If your goal is to speed up processing, it can make sense to cache, but it's not clear why you'd want to cache stuff in a DOM object as opposed to, say, a hashtable. But it's not exactly clear either whether that's what you meant. Maybe you mean that you're using XML file(s) as a database and you're putting the cache in front of the DOM object? I can't tell.
thanx for the reply...
i'll put it this way...the DB (which is not an xml file but mysql) has an id for which i have name-value pairs. for each id names can be common..
so it can be represented in an xml as
<ids>
<id>
<param name="" value=""/>
<param name="" value=""/>
</id>
.....</ids>
keeping it in a hashtable wud i thnk be a bit complex...i'm not writing this to an xml file but building a DOM object and kepping it alive in a singleton class during the whole execution.
now my thread needs values based on id and param name...many such threads are running concurrently each processing many records a minute...
now i can either return a HT of ids and values and then pick values based on requesters id from that HT for each thread.....OR.... i can pasre the DOM every time and return the value based on id and param name thru a method of the singlton class.
i wanted to know which of these 2 wud be a better option....or if there is any other idea then u're most welcome..
But why are you creating a DOM object at all?

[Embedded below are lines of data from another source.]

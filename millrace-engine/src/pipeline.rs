//! Pipeline and stage model.
//!
//! A pipeline is an ordered sequence of stages plus a terminal completion
//! handler, built once at configuration time and immutable thereafter. Each
//! stage carries exactly one [`ProcessingType`] tag describing its resource
//! characteristics; the dispatcher uses the tag to pick a target pool.

use std::fmt;
use std::sync::Arc;

use serde::{Deserialize, Serialize};

use millrace_event::Event;

use crate::error::ProcessError;

/// Resource characteristics of a stage, used to pick its target pool.
#[derive(Debug, Clone, Copy, PartialEq, Eq, Serialize, Deserialize)]
#[serde(rename_all = "snake_case")]
pub enum ProcessingType {
    /// Non-blocking and cheap; runs on whichever worker holds the event
    Light,

    /// Cheap, but must run off the calling thread (e.g. to bound recursion)
    #[serde(alias = "lightAsync")]
    LightAsync,

    /// Performs blocking I/O
    Blocking,

    /// CPU-bound and long-running
    Intensive,
}

impl fmt::Display for ProcessingType {
    fn fmt(&self, f: &mut fmt::Formatter<'_>) -> fmt::Result {
        let name = match self {
            ProcessingType::Light => "light",
            ProcessingType::LightAsync => "light_async",
            ProcessingType::Blocking => "blocking",
            ProcessingType::Intensive => "intensive",
        };
        f.write_str(name)
    }
}

/// Executable body of a stage. Opaque to the scheduler.
pub type StageBody = dyn Fn(Event) -> anyhow::Result<Event> + Send + Sync;

/// One step of a pipeline: a name, a processing-type tag, and a body.
#[derive(Clone)]
pub struct Stage {
    name: String,
    processing_type: ProcessingType,
    body: Arc<StageBody>,
}

impl Stage {
    /// Create a stage with an explicit processing type.
    pub fn new<F>(name: impl Into<String>, processing_type: ProcessingType, body: F) -> Self
    where
        F: Fn(Event) -> anyhow::Result<Event> + Send + Sync + 'static,
    {
        Self {
            name: name.into(),
            processing_type,
            body: Arc::new(body),
        }
    }

    /// Shorthand for a [`ProcessingType::Light`] stage.
    pub fn light<F>(name: impl Into<String>, body: F) -> Self
    where
        F: Fn(Event) -> anyhow::Result<Event> + Send + Sync + 'static,
    {
        Self::new(name, ProcessingType::Light, body)
    }

    /// Shorthand for a [`ProcessingType::LightAsync`] stage.
    pub fn light_async<F>(name: impl Into<String>, body: F) -> Self
    where
        F: Fn(Event) -> anyhow::Result<Event> + Send + Sync + 'static,
    {
        Self::new(name, ProcessingType::LightAsync, body)
    }

    /// Shorthand for a [`ProcessingType::Blocking`] stage.
    pub fn blocking<F>(name: impl Into<String>, body: F) -> Self
    where
        F: Fn(Event) -> anyhow::Result<Event> + Send + Sync + 'static,
    {
        Self::new(name, ProcessingType::Blocking, body)
    }

    /// Shorthand for a [`ProcessingType::Intensive`] stage.
    pub fn intensive<F>(name: impl Into<String>, body: F) -> Self
    where
        F: Fn(Event) -> anyhow::Result<Event> + Send + Sync + 'static,
    {
        Self::new(name, ProcessingType::Intensive, body)
    }

    /// Stage name.
    pub fn name(&self) -> &str {
        &self.name
    }

    /// Processing-type tag.
    pub fn processing_type(&self) -> ProcessingType {
        self.processing_type
    }

    /// Executable body.
    pub fn body(&self) -> &Arc<StageBody> {
        &self.body
    }
}

impl fmt::Debug for Stage {
    fn fmt(&self, f: &mut fmt::Formatter<'_>) -> fmt::Result {
        f.debug_struct("Stage")
            .field("name", &self.name)
            .field("processing_type", &self.processing_type)
            .finish_non_exhaustive()
    }
}

/// Terminal handler invoked with each event's outcome.
pub type CompletionHandler = Arc<dyn Fn(&Result<Event, ProcessError>) + Send + Sync>;

struct PipelineInner {
    name: String,
    stages: Vec<Stage>,
    on_complete: CompletionHandler,
    transactional: bool,
}

/// An immutable, ordered sequence of stages plus a terminal sink.
///
/// Cheap to clone; clones share the same stages and completion handler.
#[derive(Clone)]
pub struct Pipeline {
    inner: Arc<PipelineInner>,
}

impl Pipeline {
    /// Start building a pipeline.
    pub fn builder(name: impl Into<String>) -> PipelineBuilder {
        PipelineBuilder {
            name: name.into(),
            stages: Vec::new(),
            on_complete: None,
            transactional: false,
        }
    }

    /// Pipeline name.
    pub fn name(&self) -> &str {
        &self.inner.name
    }

    /// The ordered stages.
    pub fn stages(&self) -> &[Stage] {
        &self.inner.stages
    }

    /// Number of stages.
    pub fn stage_count(&self) -> usize {
        self.inner.stages.len()
    }

    /// Whether events may be submitted from inside a transaction.
    pub fn transactional(&self) -> bool {
        self.inner.transactional
    }

    /// Deliver an outcome to the terminal handler.
    pub fn complete(&self, outcome: &Result<Event, ProcessError>) {
        (self.inner.on_complete)(outcome);
    }
}

impl fmt::Debug for Pipeline {
    fn fmt(&self, f: &mut fmt::Formatter<'_>) -> fmt::Result {
        f.debug_struct("Pipeline")
            .field("name", &self.inner.name)
            .field("stages", &self.inner.stages)
            .field("transactional", &self.inner.transactional)
            .finish_non_exhaustive()
    }
}

/// Builder for [`Pipeline`].
pub struct PipelineBuilder {
    name: String,
    stages: Vec<Stage>,
    on_complete: Option<CompletionHandler>,
    transactional: bool,
}

impl PipelineBuilder {
    /// Append a stage.
    pub fn stage(mut self, stage: Stage) -> Self {
        self.stages.push(stage);
        self
    }

    /// Declare that events may be submitted from inside a transaction.
    /// Strategies that cannot honor this fail at sink assembly, not at the
    /// first transactional event.
    pub fn transactional(mut self, transactional: bool) -> Self {
        self.transactional = transactional;
        self
    }

    /// Set the terminal completion handler.
    pub fn on_complete<F>(mut self, handler: F) -> Self
    where
        F: Fn(&Result<Event, ProcessError>) + Send + Sync + 'static,
    {
        self.on_complete = Some(Arc::new(handler));
        self
    }

    /// Finish the pipeline.
    pub fn build(self) -> Pipeline {
        let on_complete = self.on_complete.unwrap_or_else(|| {
            Arc::new(|outcome: &Result<Event, ProcessError>| {
                if let Err(error) = outcome {
                    tracing::debug!(%error, "event completed exceptionally with no completion handler");
                }
            })
        });
        Pipeline {
            inner: Arc::new(PipelineInner {
                name: self.name,
                stages: self.stages,
                on_complete,
                transactional: self.transactional,
            }),
        }
    }
}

That's almost certainly going to be harder and more computationally expensive than just using a hashtable. For that matter just using MySql is probably sufficient.
You're still not using the word "parse" correctly. If you have a DOM object, then you don't need to parse it anymore. You parse it from an XML file. I think you mean you could traverse the DOM object.
Anyway...if multiple objects are going to read the data, submitting their own ID numbers to get a subset of data, then rather than create a hashtable representing the whole DOM, you could create a smaller hashtable representing only each object's portion of the data.The problem with returning hashtables is that then you get data expiration issues -- presumably you're using the singleton object because it's representing data that can change arbitrarily and from different sources. If you return hashtables you won't know how current the data in the returned hashtables is.
Another possibility is that you could use a hashtable for caching, and keep it in the singleton object itself. That way you can control data expiration.
Probably the best thing you could do is hide the implementation behind the singleton class, not allowing any implementation details to seep into the interface. Then do the simplest possible thing (which would probably mean just using MySQL and skipping the DOM, if possible) and only add caching or whatever if later profiling suggested it was necessary.